A person’s quality of life (QOL) is influenced by a number of factors. For nursing home residents, QOL is highly impacted by the amount of personal attention received from facility staff, according to new research from the School of Public Health.

Findings from the study indicate the average time nursing home residents spend with activity staff is only 20 minutes per day. Yet, despite this short amount of time, activity staff hours have a consistent positive impact on residents’ QOL. By augmenting quality of care initiatives with efforts designed around increasing social and mentally stimulating activities, nursing homes can dramatically increase QOL for residents.

The study, led by University of Minnesota professor Tetyana P. Shippee, Ph.D., in collaboration with Robert Kane, M.D., Carrie Henning-Smith, M.P.H., M.S.W., and Teresa Lewis, B.A. of the Minnesota Department of Human Services, appears today in the journal The Gerontologist.

To arrive at their results the researchers used data from 13,433 in-person interviews with nursing home residents, resident clinical data from the Minimum Data Set, and facility-level information from the Minnesota Department of Human Services to understand facility-level and resident-level influences on QOL. Minnesota is one of few states in the country to collect in-person interviews about resident QOL from residents in all nursing homes in the state.

“Although there is substantial research on quality of care in nursing homes, less is known about residents’ views on what contributes to their QOL,” said Shippee. “Research that evaluates care and physical needs also should take into account the social, psychological, environmental and functional aspects of residents’ lives.”

Shippee explained that because nursing homes are restricted environments and residents of nursing homes are frail, QOL takes on greater significance.

The latest study measured six QOL domains including: environment, personal attention, personal engagement, food enjoyment, negative mood, and positive mood.
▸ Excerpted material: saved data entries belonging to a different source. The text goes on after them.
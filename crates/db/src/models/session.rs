//! Remote-control session model and DTOs.

use imperium_core::status::{SessionStatus, StatusId};
use imperium_core::types::{DbId, Timestamp};
use serde::{Deserialize, Serialize};
use sqlx::FromRow;

/// A row from the `sessions` table.
#[derive(Debug, Clone, FromRow)]
pub struct Session {
    pub id: DbId,
    pub user_id: DbId,
    pub host_id: DbId,
    pub client_id: DbId,
    pub status_id: StatusId,
    pub session_token: String,
    pub program_id: Option<String>,
    pub webrtc_offer: Option<String>,
    pub webrtc_answer: Option<String>,
    pub expires_at: Timestamp,
    pub started_at: Option<Timestamp>,
    pub ended_at: Option<Timestamp>,
    pub end_reason: Option<String>,
    pub created_at: Timestamp,
    pub updated_at: Timestamp,
}

impl Session {
    /// Decode `status_id`.
    ///
    /// The column references `session_statuses`, so an unknown id means the
    /// lookup table and [`SessionStatus`] have drifted apart; such rows are
    /// reported as cancelled so no transition can act on them.
    pub fn status(&self) -> SessionStatus {
        SessionStatus::from_id(self.status_id).unwrap_or(SessionStatus::Cancelled)
    }
}

/// A session joined with the names of its host and client.
#[derive(Debug, Clone, FromRow)]
pub struct SessionDetail {
    pub id: DbId,
    pub user_id: DbId,
    pub host_id: DbId,
    pub host_name: String,
    pub client_id: DbId,
    pub client_name: String,
    pub status_id: StatusId,
    pub session_token: String,
    pub program_id: Option<String>,
    pub webrtc_offer: Option<String>,
    pub webrtc_answer: Option<String>,
    pub expires_at: Timestamp,
    pub created_at: Timestamp,
    pub started_at: Option<Timestamp>,
    pub ended_at: Option<Timestamp>,
    pub end_reason: Option<String>,
}

impl SessionDetail {
    /// Decode `status_id` (see [`Session::status`]).
    pub fn status(&self) -> SessionStatus {
        SessionStatus::from_id(self.status_id).unwrap_or(SessionStatus::Cancelled)
    }
}

/// Full session representation.
///
/// This is both the API response body and the payload posted to the host's
/// signaling endpoints.
#[derive(Debug, Clone, Serialize)]
pub struct SessionResponse {
    pub id: DbId,
    pub host_id: DbId,
    pub host_name: String,
    pub client_id: DbId,
    pub client_name: String,
    pub status: SessionStatus,
    pub session_token: String,
    pub program_id: Option<String>,
    pub webrtc_offer: Option<String>,
    pub webrtc_answer: Option<String>,
    pub expires_at: Timestamp,
    pub created_at: Timestamp,
    pub started_at: Option<Timestamp>,
    pub ended_at: Option<Timestamp>,
    pub end_reason: Option<String>,
}

impl From<SessionDetail> for SessionResponse {
    fn from(detail: SessionDetail) -> Self {
        Self {
            status: detail.status(),
            id: detail.id,
            host_id: detail.host_id,
            host_name: detail.host_name,
            client_id: detail.client_id,
            client_name: detail.client_name,
            session_token: detail.session_token,
            program_id: detail.program_id,
            webrtc_offer: detail.webrtc_offer,
            webrtc_answer: detail.webrtc_answer,
            expires_at: detail.expires_at,
            created_at: detail.created_at,
            started_at: detail.started_at,
            ended_at: detail.ended_at,
            end_reason: detail.end_reason,
        }
    }
}

/// Compact listing entry.
#[derive(Debug, Clone, Serialize)]
pub struct SessionSummary {
    pub id: DbId,
    pub host_name: String,
    pub client_name: String,
    pub status: SessionStatus,
    pub created_at: Timestamp,
    pub started_at: Option<Timestamp>,
    pub ended_at: Option<Timestamp>,
}

impl From<SessionDetail> for SessionSummary {
    fn from(detail: SessionDetail) -> Self {
        Self {
            status: detail.status(),
            id: detail.id,
            host_name: detail.host_name,
            client_name: detail.client_name,
            created_at: detail.created_at,
            started_at: detail.started_at,
            ended_at: detail.ended_at,
        }
    }
}

/// DTO for inserting a new pending session.
pub struct CreateSession {
    pub user_id: DbId,
    pub host_id: DbId,
    pub client_id: DbId,
    pub session_token: String,
    pub program_id: Option<String>,
    pub created_at: Timestamp,
    pub expires_at: Timestamp,
}

/// Request body for `POST /sessions`.
#[derive(Debug, Deserialize)]
pub struct CreateSessionRequest {
    pub host_id: DbId,
    pub client_id: DbId,
    pub program_id: Option<String>,
}

/// Request body for `POST /sessions/{id}/start`.
#[derive(Debug, Deserialize)]
pub struct StartSessionRequest {
    pub webrtc_offer: String,
}

/// Request body for `POST /sessions/{id}/end`.
#[derive(Debug, Default, Deserialize)]
pub struct EndSessionRequest {
    pub reason: Option<String>,
    pub webrtc_answer: Option<String>,
}
//! User entity model and DTOs.

use imperium_core::types::{DbId, Timestamp};
use serde::{Deserialize, Serialize};
use sqlx::FromRow;

/// Full user row from the `users` table.
///
/// Contains the password hash -- NEVER serialize this to API responses directly.
/// Use [`UserResponse`] for external-facing output.
#[derive(Debug, Clone, FromRow)]
pub struct User {
    pub id: DbId,
    pub email: String,
    pub password_hash: String,
    pub name: String,
    pub created_at: Timestamp,
    pub updated_at: Timestamp,
}

/// Safe user representation for API responses (no password hash).
#[derive(Debug, Clone, Serialize)]
pub struct UserResponse {
    pub id: DbId,
    pub email: String,
    pub name: String,
    pub created_at: Timestamp,
    pub updated_at: Timestamp,
}

impl From<User> for UserResponse {
    fn from(user: User) -> Self {
        Self {
            id: user.id,
            email: user.email,
            name: user.name,
            created_at: user.created_at,
            updated_at: user.updated_at,
        }
    }
}

/// DTO for creating a new user.
#[derive(Debug, Deserialize)]
pub struct CreateUser {
    pub email: String,
    pub password_hash: String,
    pub name: String,
}

/// DTO for updating profile fields.
#[derive(Debug, Deserialize)]
pub struct UpdateUser {
    pub email: String,
    pub name: String,
}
Across all domains, the number of activity staff hours was positively associated with QOL.

The study also showed that residents in larger nursing homes, for-profit (vs. non-profit) and facilities with higher percent of Medicaid residents reported lower QOL.

Resident characteristics also impacted QOL. Residents who are older, have function and cognition limitations, and mental health disorders are at higher risk of lower QOL. Nursing staff should be paying particular attention to residents with these at-risk characteristics. Even when accounting for various resident and facility characteristics, the effect of activity staff and social worker hours on resident QOL remained.

“Our findings indicate that care should go beyond residents’ physical needs to include social and goal-directed activities,” said Shippee. “Greater staff capacity may be vital not only in meeting physical needs, but also in providing a nurturing social environment in an otherwise potentially distressing time of life.”